- **What is needed**: Each line of the records below that holds "exists" should be copied out.

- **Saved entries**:
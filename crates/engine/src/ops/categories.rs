use std::collections::HashMap;

use sea_orm::{
    ActiveValue, DatabaseTransaction, QueryFilter, QueryOrder, QuerySelect, TransactionTrait,
    prelude::*,
};
use uuid::Uuid;

use crate::{
    BudgetWarning, Category, EngineError, ResultEngine, categories, check_percent_total,
    util::{normalize_category_key, normalize_color, normalize_required_name},
};

use super::{Engine, with_tx};

fn require_percent(percent: u8) -> ResultEngine<u8> {
    if percent > 100 {
        return Err(EngineError::InvalidPercent(format!(
            "{percent} is not between 0 and 100"
        )));
    }
    Ok(percent)
}

impl Engine {
    /// Categories of the user in creation order.
    pub async fn list_categories(&self, user_id: &str) -> ResultEngine<Vec<Category>> {
        with_tx!(self, |db_tx| {
            self.require_user(&db_tx, user_id).await?;
            Self::load_categories(&db_tx, user_id).await
        })
    }

    pub async fn category(&self, user_id: &str, category_id: Uuid) -> ResultEngine<Category> {
        with_tx!(self, |db_tx| {
            self.require_category(&db_tx, user_id, category_id).await
        })
    }

    /// Add a category. Names are unique per user, ignoring case and accents.
    pub async fn create_category(
        &self,
        user_id: &str,
        name: &str,
        color: &str,
        budget_percent: u8,
    ) -> ResultEngine<Category> {
        let name = normalize_required_name(name, "category")?;
        let name_norm = normalize_category_key(&name)?;
        let color = normalize_color(color)?;
        let budget_percent = require_percent(budget_percent)?;

        with_tx!(self, |db_tx| {
            self.require_user(&db_tx, user_id).await?;
            let user_id = user_id.trim();

            let exists = categories::Entity::find()
                .filter(categories::Column::UserId.eq(user_id))
                .filter(categories::Column::NameNorm.eq(name_norm.clone()))
                .one(&db_tx)
                .await?
                .is_some();
            if exists {
                return Err(EngineError::ExistingKey(name));
            }

            let last_position: Option<i64> = categories::Entity::find()
                .select_only()
                .column_as(categories::Column::Position.max(), "max_position")
                .filter(categories::Column::UserId.eq(user_id))
                .into_tuple::<Option<i64>>()
                .one(&db_tx)
                .await?
                .flatten();

            let category = Category::new(name, color, budget_percent);
            let mut active: categories::ActiveModel = (&category).into();
            active.user_id = ActiveValue::Set(user_id.to_string());
            active.name_norm = ActiveValue::Set(name_norm);
            active.position = ActiveValue::Set(last_position.map_or(0, |p| p + 1));
            active.insert(&db_tx).await?;
            Ok(category)
        })
    }

    /// Set the budget percentage of several categories at once.
    ///
    /// Totals different from 100 are accepted; the returned warning tells the
    /// caller about it.
    pub async fn update_category_percents(
        &self,
        user_id: &str,
        percents: &HashMap<Uuid, u8>,
    ) -> ResultEngine<Option<BudgetWarning>> {
        for percent in percents.values() {
            require_percent(*percent)?;
        }
        with_tx!(self, |db_tx| {
            for (category_id, percent) in percents {
                self.require_category(&db_tx, user_id, *category_id).await?;
                categories::ActiveModel {
                    id: ActiveValue::Unchanged(category_id.to_string()),
                    budget_percent: ActiveValue::Set(i32::from(*percent)),
                    ..Default::default()
                }
                .update(&db_tx)
                .await?;
            }

            let categories = Self::load_categories(&db_tx, user_id).await?;
            let warning = check_percent_total(&categories);
            if let Some(BudgetWarning::PercentTotalMismatch { total }) = &warning {
                tracing::info!("user {user_id}: category percentages add up to {total}");
            }
            Ok(warning)
        })
    }

    pub(super) async fn require_category(
        &self,
        db_tx: &DatabaseTransaction,
        user_id: &str,
        category_id: Uuid,
    ) -> ResultEngine<Category> {
        let model = categories::Entity::find_by_id(category_id.to_string())
            .filter(categories::Column::UserId.eq(user_id.trim()))
            .one(db_tx)
            .await?
            .ok_or_else(|| EngineError::KeyNotFound("category not exists".to_string()))?;
        Category::try_from(model)
    }

    pub(super) async fn load_categories(
        db_tx: &DatabaseTransaction,
        user_id: &str,
    ) -> ResultEngine<Vec<Category>> {
        let models = categories::Entity::find()
            .filter(categories::Column::UserId.eq(user_id.trim()))
            .order_by_asc(categories::Column::Position)
            .all(db_tx)
            .await?;
        Ok(models
            .into_iter()
            .filter_map(|model| {
                let id = model.id.clone();
                Category::try_from(model)
                    .inspect_err(|err| tracing::warn!("skipping category {id}: {err}"))
                    .ok()
            })
            .collect())
    }
}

- **Output of the task**:
            let exists = categories::Entity::find()
            if exists {
            .ok_or_else(|| EngineError::KeyNotFound("category not exists".to_string()))?;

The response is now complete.